The unfortunate casualty of Jonah Hex is Megan
JenniferFox. Although she’s in Jonah Hex for about 15 minutes, Fox still had to co-promote the film; her star is not on the rise following her detachment from Transformers 3, not to mention the unimpressive B.O. for horror comedy Jennifer’s Body ($16.2 million). Actually, Jennifer’s Body drew more in its first three days at the box office ($6.9 million) than Jonah Hex. More top-notch analysis at Vulture. Typically, female stars are given less leeway to fail than men. No Country for Old Men and W star Josh Brolin emerges unscathed, with the Coen Brothers‘ True Grit and Barry Levinson‘s Men in Black III still to come.
There was more than enough room for other family titles at theaters as the spillover from Toy Story 3 fell into the auditoriums for Sony’s The Karate Kid, which enjoyed a modest 48% decline, raising its 10-day stateside cume to $106.3 million.
Fox sneaked the Tom Cruise-Cameron Diaz vehicle Knight and Day at 500 locales on Saturday night reporting an 85% capacity sell-out across the board. Studio was pleased reporting positive word-of-mouth and sellouts at both small and large cinemas. Let the buzz begin.
Top Ten Box Office Chart:
1. Toy Story 3: $109 million in its first weekend at 4,028 theaters. $27,061 theater average. Domestic total: $109 million.
2. The Karate Kid (Sony): $29 million in its second weekend down 48% at 3,663 theaters. $7,917 theater average. Domestic total: $106.3 million.
3. The A-Team (Fox): $13.8 million in its second weekend down 46% at 3,544 theaters. $3,887 theater average. Domestic total: $49.8 million.
4. Get Him to the Greek (Universal): $6.1 million in its third weekend down 38% at 2,592 theaters. $2,360 theater average. Domestic total: $47.9 million.
5. Shrek Forever After (Paramount/DreamWorks Animation): $5.52 million in its fifth weekend down 65% at 3,207 theaters. $1,721 theater average. Domestic total: $223 million.
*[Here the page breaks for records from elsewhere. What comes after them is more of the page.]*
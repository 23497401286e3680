//! Post and Slug models

use chrono::{DateTime, Local};
use percent_encoding::{percent_decode_str, utf8_percent_encode, AsciiSet, CONTROLS};
use serde::{Deserialize, Serialize};
use std::fmt;

/// Characters escaped when a slug segment is put into a URL path
const SEGMENT: &AsciiSet = &CONTROLS
    .add(b' ')
    .add(b'"')
    .add(b'#')
    .add(b'%')
    .add(b'/')
    .add(b'<')
    .add(b'>')
    .add(b'?')
    .add(b'`')
    .add(b'{')
    .add(b'}');

/// Name of the file that stands in for its directory
pub const INDEX_STEM: &str = "index";

/// Ordered URL path segments identifying a note
#[derive(Debug, Clone, Default, PartialEq, Eq, PartialOrd, Ord, Hash, Serialize, Deserialize)]
#[serde(transparent)]
pub struct Slug(Vec<String>);

impl Slug {
    pub fn new(segments: Vec<String>) -> Self {
        Self(segments)
    }

    /// Derive the slug of `<base>/<stem>.md`
    ///
    /// `index` files collapse onto their directory; a root-level
    /// `index.md` keeps the single segment `index`.
    pub fn derive(base: &[String], stem: &str) -> Self {
        if stem == INDEX_STEM {
            if base.is_empty() {
                Self(vec![INDEX_STEM.to_string()])
            } else {
                Self(base.to_vec())
            }
        } else {
            let mut segments = base.to_vec();
            segments.push(stem.to_string());
            Self(segments)
        }
    }

    /// Slug of a `/`-separated path relative to the content root
    pub fn from_relative_path(path: &str) -> Self {
        let mut segments: Vec<String> = path
            .split('/')
            .filter(|s| !s.is_empty())
            .map(str::to_string)
            .collect();
        let file = segments.pop().unwrap_or_default();
        let stem = file.strip_suffix(".md").unwrap_or(&file);
        Self::derive(&segments, stem)
    }

    /// Map a request path such as `/03.%20JavaScript/closures/` to a slug
    ///
    /// The site root resolves to the root `index` note.
    pub fn from_url_path(path: &str) -> Self {
        let segments: Vec<String> = path
            .split('/')
            .filter(|s| !s.is_empty())
            .map(|s| percent_decode_str(s).decode_utf8_lossy().into_owned())
            .collect();

        if segments.is_empty() {
            Self(vec![INDEX_STEM.to_string()])
        } else {
            Self(segments)
        }
    }

    pub fn segments(&self) -> &[String] {
        &self.0
    }

    pub fn is_root_index(&self) -> bool {
        self.0.len() == 1 && self.0[0] == INDEX_STEM
    }

    /// Segments joined with `/`
    pub fn joined(&self) -> String {
        self.0.join("/")
    }

    /// Percent-encoded URL path with a trailing slash
    pub fn url_path(&self) -> String {
        if self.is_root_index() {
            return "/".to_string();
        }
        let mut url = String::new();
        for segment in &self.0 {
            url.push('/');
            url.extend(utf8_percent_encode(segment, SEGMENT));
        }
        url.push('/');
        url
    }
}

impl fmt::Display for Slug {
    fn fmt(&self, f: &mut fmt::Formatter<'_>) -> fmt::Result {
        f.write_str(&self.joined())
    }
}

impl<S: Into<String>> FromIterator<S> for Slug {
    fn from_iter<I: IntoIterator<Item = S>>(iter: I) -> Self {
        Self(iter.into_iter().map(Into::into).collect())
    }
}

/// A note read from the content root
#[derive(Debug, Clone, PartialEq, Serialize, Deserialize)]
pub struct Post {
    /// Routing identifier
    pub slug: Slug,

    /// Front-matter title, or the file stem
    pub title: String,

    /// Raw markdown content, front-matter stripped
    pub content: String,

    /// Source file path relative to the content root, `/`-separated
    pub path: String,

    /// File modification time
    pub last_modified: Option<DateTime<Local>>,
}

impl Post {
    /// Create a new post with minimal required fields
    pub fn new(slug: Slug, title: String, content: String, path: String) -> Self {
        Self {
            slug,
            title,
            content,
            path,
            last_modified: None,
        }
    }

    /// Whether the source file is an `index.md`
    pub fn is_index(&self) -> bool {
        let file = self.path.rsplit('/').next().unwrap_or(&self.path);
        file.strip_suffix(".md") == Some(INDEX_STEM)
    }
}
6. Prince of Persia (Disney): $5.3 million in its fourth weekend down 19% at 2,605 theaters. $2,024 theater average. Domestic total: $80.5 million.
7. Killers (Lionsgate): $5.1 million in its third weekend down 36% at 2,619 theaters. $1,946 theater average. Domestic total: $39.4 million.
8. Jonah Hex (Warner Bros.): $5.085 million in its first weekend at 2,825 theaters. $1,800 theater average. Domestic total: $5.085 million.
9. Iron Man 2 (Paramount): $2.675 million down 41% in its seventh weekend at 1,612 theaters. $1,659 theater average. Domestic total: $304 million.
10. Marmaduke (Fox): $2.65 million down 56% in its third weekend at 2,495 theaters. $1,062 theater average. Domestic total: $27.9 million.